Enhanced isoprenoid production through the cofactor metabolic engineering in

Saccharomyces cerevisiae

Linqi Zhu, Huiqing Chong, Chi Bun Ching
Department of Chemical and Biomolecular Engineering, National University of Singapore, Singapore
117585

Abstract:

NADPH, a reducing equivalent, usually plays an important role in the biosynthetic reactions and the anabolic pathways in various microorganisms. The isoprenoid pathway in Saccharomyces cerevisiae is largely dependent on the availability of NADPH pools, and therefore increment in NADPH availability is likely to enhance the isoprenoid production.
In this study, we attempt to increase the availability of NADPH to the isoprenoid pathway in S. cerevisiae through integration of NADP+-dependent glyceraldehyde 3-phosphate dehydrogenase (gapC) from Clostridium acetobutylicum.

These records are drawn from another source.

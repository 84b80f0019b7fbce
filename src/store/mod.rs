// SPDX-License-Identifier: GPL-3.0-only
pub mod error;
pub mod local_state;
pub mod models;
pub mod preferences;
pub mod queue;
pub mod sqlite;
pub mod traits;

pub use error::StoreError;
pub use local_state::LocalStateStore;
pub use models::{EntryState, QueueRecord, Snapshot};
pub use preferences::{ActiveProfile, Preferences};
pub use queue::PendingQueue;
pub use sqlite::SqliteKeyValueStore;
pub use traits::KeyValueStore;
// SPDX-License-Identifier: GPL-3.0-only
use std::sync::Arc;
use tracing::{debug, error, warn};

use crate::catalog::EntryKey;
use crate::store::error::StoreError;
use crate::store::models::{EntryState, Snapshot, StateBlob};
use crate::store::traits::KeyValueStore;

const STATE_PREFIX: &str = "anime_va.state.";

/// Durable per-profile snapshot of entry states
///
/// Read-modify-write sequences are not synchronized here; the sync
/// orchestrator serializes all local writes.
#[derive(Clone)]
pub struct LocalStateStore {
    kv: Arc<dyn KeyValueStore>,
}

impl LocalStateStore {
    pub fn new(kv: Arc<dyn KeyValueStore>) -> Self {
        Self { kv }
    }

    fn storage_key(profile_id: &str) -> String {
        format!("{STATE_PREFIX}{profile_id}")
    }

    /// Last persisted snapshot for the profile
    ///
    /// Missing, unreadable or corrupt data all yield an empty snapshot so the
    /// caller always has something to render.
    pub async fn load(&self, profile_id: &str) -> Snapshot {
        self.try_load(profile_id).await.unwrap_or_else(|e| {
            error!(profile = %profile_id, error = %e, "Failed to read local state");
            Snapshot::new()
        })
    }

    /// Like `load`, but a storage failure is an error
    ///
    /// Only a missing or corrupt payload reads as empty. Anything that writes
    /// back what it loaded must use this, or a failed read would overwrite
    /// the persisted snapshot with a partial one.
    pub async fn try_load(&self, profile_id: &str) -> Result<Snapshot, StoreError> {
        let Some(raw) = self.kv.get(&Self::storage_key(profile_id)).await? else {
            return Ok(Snapshot::new());
        };

        match StateBlob::decode(&raw) {
            Ok(entries) => {
                debug!(profile = %profile_id, count = entries.len(), "Loaded local state");
                Ok(entries)
            }
            Err(e) => {
                warn!(profile = %profile_id, error = %e, "Discarding unreadable local state");
                Ok(Snapshot::new())
            }
        }
    }

    /// Overwrite the persisted snapshot for the profile
    pub async fn save(&self, profile_id: &str, entries: &Snapshot) -> Result<(), StoreError> {
        let raw = StateBlob::encode(entries)?;
        self.kv.set(&Self::storage_key(profile_id), &raw).await
    }

    /// Insert or replace one entry in the persisted snapshot
    pub async fn merge_entry(
        &self,
        profile_id: &str,
        key: &EntryKey,
        state: &EntryState,
    ) -> Result<(), StoreError> {
        let mut entries = self.try_load(profile_id).await?;
        entries.insert(key.clone(), state.clone());
        self.save(profile_id, &entries).await
    }

    /// Profiles with a persisted snapshot on this device
    pub async fn profiles(&self) -> Result<Vec<String>, StoreError> {
        let keys = self.kv.keys_with_prefix(STATE_PREFIX).await?;
        Ok(keys
            .into_iter()
            .filter_map(|k| k.strip_prefix(STATE_PREFIX).map(str::to_string))
            .collect())
    }
}

#[cfg(test)]
mod tests {
    use super::*;
    use crate::test_helpers::{entry_state, setup_test_kv, FlakyStore};

    #[tokio::test]
    async fn test_load_unknown_profile_is_empty() {
        let store = LocalStateStore::new(setup_test_kv().await);
        assert!(store.load("alice").await.is_empty());
    }

    #[tokio::test]
    async fn test_save_then_load() {
        let store = LocalStateStore::new(setup_test_kv().await);
        let mut entries = Snapshot::new();
        entries.insert(EntryKey::from("ENG-42"), entry_state(true, false, "2024-03-01T10:00:00.000Z"));

        store.save("alice", &entries).await.unwrap();
        assert_eq!(store.load("alice").await, entries);
        assert!(store.load("bob").await.is_empty());
    }

    #[tokio::test]
    async fn test_corrupt_payload_loads_empty() {
        let kv = setup_test_kv().await;
        kv.set("anime_va.state.alice", "{\"entries\": [oops").await.unwrap();

        let store = LocalStateStore::new(kv);
        assert!(store.load("alice").await.is_empty());
    }

    #[tokio::test]
    async fn test_merge_entry_keeps_other_keys() {
        let store = LocalStateStore::new(setup_test_kv().await);
        let mut entries = Snapshot::new();
        entries.insert(EntryKey::from("ENG-1"), entry_state(true, false, "2024-01-01T00:00:00.000Z"));
        store.save("alice", &entries).await.unwrap();

        let key = EntryKey::from("JPN-2");
        store
            .merge_entry("alice", &key, &entry_state(false, true, "2024-01-02T00:00:00.000Z"))
            .await
            .unwrap();

        let loaded = store.load("alice").await;
        assert_eq!(loaded.len(), 2);
        assert!(loaded[&key].tbr);
    }

    #[tokio::test]
    async fn test_merge_entry_after_failed_read_keeps_persisted_entries() {
        let kv = FlakyStore::new().await;
        let store = LocalStateStore::new(kv.clone());
        let mut entries = Snapshot::new();
        for id in 1..=5 {
            entries.insert(
                EntryKey::from(format!("ENG-{id}").as_str()),
                entry_state(true, false, "2024-01-01T00:00:00.000Z"),
            );
        }
        store.save("alice", &entries).await.unwrap();

        kv.fail_next_read();
        let result = store
            .merge_entry("alice", &EntryKey::from("ENG-99"), &entry_state(true, false, "2024-02-01T00:00:00.000Z"))
            .await;

        assert!(result.is_err());
        assert_eq!(store.load("alice").await, entries);
    }

    #[tokio::test]
    async fn test_try_load_reads_corrupt_payload_as_empty() {
        let kv = setup_test_kv().await;
        kv.set("anime_va.state.alice", "not json").await.unwrap();

        let store = LocalStateStore::new(kv);
        assert!(store.try_load("alice").await.unwrap().is_empty());
    }

    #[tokio::test]
    async fn test_profiles_lists_saved_profiles() {
        let store = LocalStateStore::new(setup_test_kv().await);
        store.save("bob", &Snapshot::new()).await.unwrap();
        store.save("alice", &Snapshot::new()).await.unwrap();

        assert_eq!(store.profiles().await.unwrap(), vec!["alice", "bob"]);
    }
}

To further enhance the NADPH availability, gapC is overexpressed together with (i) native NADH kinase directed to the cytosol (truncated cPOS5) which mediate the ATP- driven conversion from NADH to NADPH, (ii) pyridine nucleotide transhydrogenase (udhA) from Klebsiella pneumoniae for the reversible transfer of reducing equivalents between NADH and NADPH, or (iii) glucose 6-phosphate dehydrogenase (ZWF1) to increase NADPH regeneration from pentose phosphate pathway The effect of increasing NADPH availability on the isoprenoid pathway was investigated through production of amorpha-4,11-diene.
It was found that integration of gapC into the genome of S. cerevisiae alone resulted in a 11.9 % increase in amorpha-4,11-diene yield, while overexpression of gapC and cPOS5 further enhanced the yield to 5.78 mg/l, an 20.9% improvement as compared to the wild-type (4.78 mg/l). However, when gapC was overexpressed with either udhA or ZWF1, the amorpha-4,11-diene yield was found to be even lower than the wild-type.
The host characteristics and product yield changes were closely linked to the variation of the intracellular concentration of the cofactors. These results will provide valuable suggestions for the cofactor regeneration and the design of the metabolic networks to improve the isoprenoid production in yeast.